Enduring Trials of Faith with Patience

Gettysburg, 3 June 2020

Due to COVID-19, my church has suspended meetings. Normally we have members of the congregation give talks every Sunday, so now my local congregation sends out a weekly newsletter with written talks. My bishop asked me to write a talk on “enduring trials of faith with patience.” I’m sharing it here too with the hope that someone finds it helpful.


What is patience? Our Guide to the Scriptures defines patience as “calm endurance; the ability to endure affliction, insult, or injury without complaint or retaliation.” 

What does that look like?

When I think of patience I think of my father. He’s had moments of impatience but he so often responds to inconvenience, insult, and affliction with calmness. Many times I have observed him pause before speaking after someone has hurled defiance, rudeness, or disrespect at him. I witnessed it first hand when I was the one rebelling against him. I couldn’t help it, I knew everything when I was eighteen years old! His loving patience grabbed my attention and pierced my heart in a way I don’t think anything else could have. It made me consider who I was becoming, and who I wanted to be.

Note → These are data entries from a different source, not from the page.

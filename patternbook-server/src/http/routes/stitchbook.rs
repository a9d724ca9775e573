//! Stitch row endpoints, including the composed stitchbook read

use std::sync::Arc;

use axum::{
    extract::{Path, State},
    routing::{delete, get, put},
    Json, Router,
};
use serde::Serialize;

use patternbook_core::models::{NewStitchRow, StitchRowUpdate};

use crate::db::repos::{StitchRowRepo, StitchbookEntry};
use crate::http::error::ApiError;
use crate::http::extractors::ValidJson;
use crate::http::server::AppState;

/// Mutation confirmation envelope
#[derive(Serialize)]
pub struct StitchRowMutation {
    pub message: String,
    pub line_id: i64,
}

/// Bulk delete confirmation
#[derive(Serialize)]
pub struct StitchRowBulkDelete {
    pub message: String,
    pub amigurumi_id: i64,
    pub removed: u64,
}

/// GET /stitchbook - the composed read: every construction part merged
/// with its stitch rows, parts without rows included once
async fn get_stitchbook(
    State(state): State<Arc<AppState>>,
) -> Result<Json<Vec<StitchbookEntry>>, ApiError> {
    let entries = StitchRowRepo::new(&state.pool).stitchbook().await?;
    Ok(Json(entries))
}

/// POST /stitchbook - add a stitch row to a construction part
async fn create_row(
    State(state): State<Arc<AppState>>,
    ValidJson(body): ValidJson<NewStitchRow>,
) -> Result<Json<StitchRowMutation>, ApiError> {
    body.validate()?;
    let record = StitchRowRepo::new(&state.pool).create(body).await?;

    Ok(Json(StitchRowMutation {
        message: format!(
            "Row added successfully to amigurumi {}!",
            record.amigurumi_id
        ),
        line_id: record.line_id,
    }))
}

/// PUT /stitchbook/{line_id} - partial update
async fn update_row(
    State(state): State<Arc<AppState>>,
    Path(line_id): Path<i64>,
    ValidJson(body): ValidJson<StitchRowUpdate>,
) -> Result<Json<StitchRowMutation>, ApiError> {
    body.validate()?;
    let record = StitchRowRepo::new(&state.pool).update(line_id, body).await?;

    Ok(Json(StitchRowMutation {
        message: format!("Row {} updated successfully!", record.line_id),
        line_id: record.line_id,
    }))
}

/// DELETE /stitchbook/{line_id} - remove one stitch row
async fn delete_row(
    State(state): State<Arc<AppState>>,
    Path(line_id): Path<i64>,
) -> Result<Json<StitchRowMutation>, ApiError> {
    StitchRowRepo::new(&state.pool).delete(line_id).await?;

    Ok(Json(StitchRowMutation {
        message: format!("Row {} removed successfully!", line_id),
        line_id,
    }))
}

/// DELETE /stitchbook/amigurumi/{amigurumi_id} - drop every stitch row of
/// a pattern
async fn delete_rows_of_pattern(
    State(state): State<Arc<AppState>>,
    Path(amigurumi_id): Path<i64>,
) -> Result<Json<StitchRowBulkDelete>, ApiError> {
    let removed = StitchRowRepo::new(&state.pool)
        .delete_by_pattern(amigurumi_id)
        .await?;

    Ok(Json(StitchRowBulkDelete {
        message: format!("Rows of amigurumi {} removed successfully!", amigurumi_id),
        amigurumi_id,
        removed,
    }))
}

/// Stitch row routes
pub fn router() -> Router<Arc<AppState>> {
    Router::new()
        .route("/stitchbook", get(get_stitchbook).post(create_row))
        .route("/stitchbook/{line_id}", put(update_row).delete(delete_row))
        .route(
            "/stitchbook/amigurumi/{amigurumi_id}",
            delete(delete_rows_of_pattern),
        )
}
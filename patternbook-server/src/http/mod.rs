//! HTTP layer: router assembly, error mapping, extractors, and route modules.

pub mod error;
pub mod extractors;
pub mod routes;
pub mod server;
//! patternbook-core: domain models and configuration for the pattern catalog
//!
//! Holds everything the HTTP layer validates against: per-entity create and
//! update payloads, the field-level validation error shape, and the server
//! configuration. No database or framework types leak in here.

pub mod config;
pub mod error;
pub mod models;

pub use config::ServerConfig;
pub use error::{CoreError, Result};
pub use models::ValidationError;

One of my favorite examples of patience comes from The Book of Mormon. The scripture in Mosiah chapter 23 says Alma and the Nephites who followed him “fled eight days’ journey into the wilderness” to escape from the armies of King Noah, who wanted to kill them because they had different religious beliefs. Imagine speed hiking for eight days without even a trail to walk on! They stopped when they found “a beautiful and pleasant land,” and they went straight to work: “they pitched their tents, and began to till the ground, and began to build buildings; yea, they were industrious, and did labor exceedingly.” These people were tough! More important than their hard work and perseverance was their choice to repent of their sins and follow Christ. Because of that choice the Lord blessed them that “they did multiply and prosper exceedingly in the land.” They were doing well. They were making the right choices.

After all this, Mormon writes, “nevertheless the Lord seeth fit to chasten his people, yea, he trieth their patience and their faith.”

A Lamanite army that had gotten lost discovered Alma and his people. They asked for directions (they must have had women with them) and promised Alma they would leave his people alone if he helped them. Alma gave them directions and the Lamanite leader broke his promise, which was almost unheard of even among enemies in those days. The bulk of the Lamanite army followed Alma’s directions home while some remained to stand guard over Alma’s people. Later the wives and children of the Lamanite guards moved in too.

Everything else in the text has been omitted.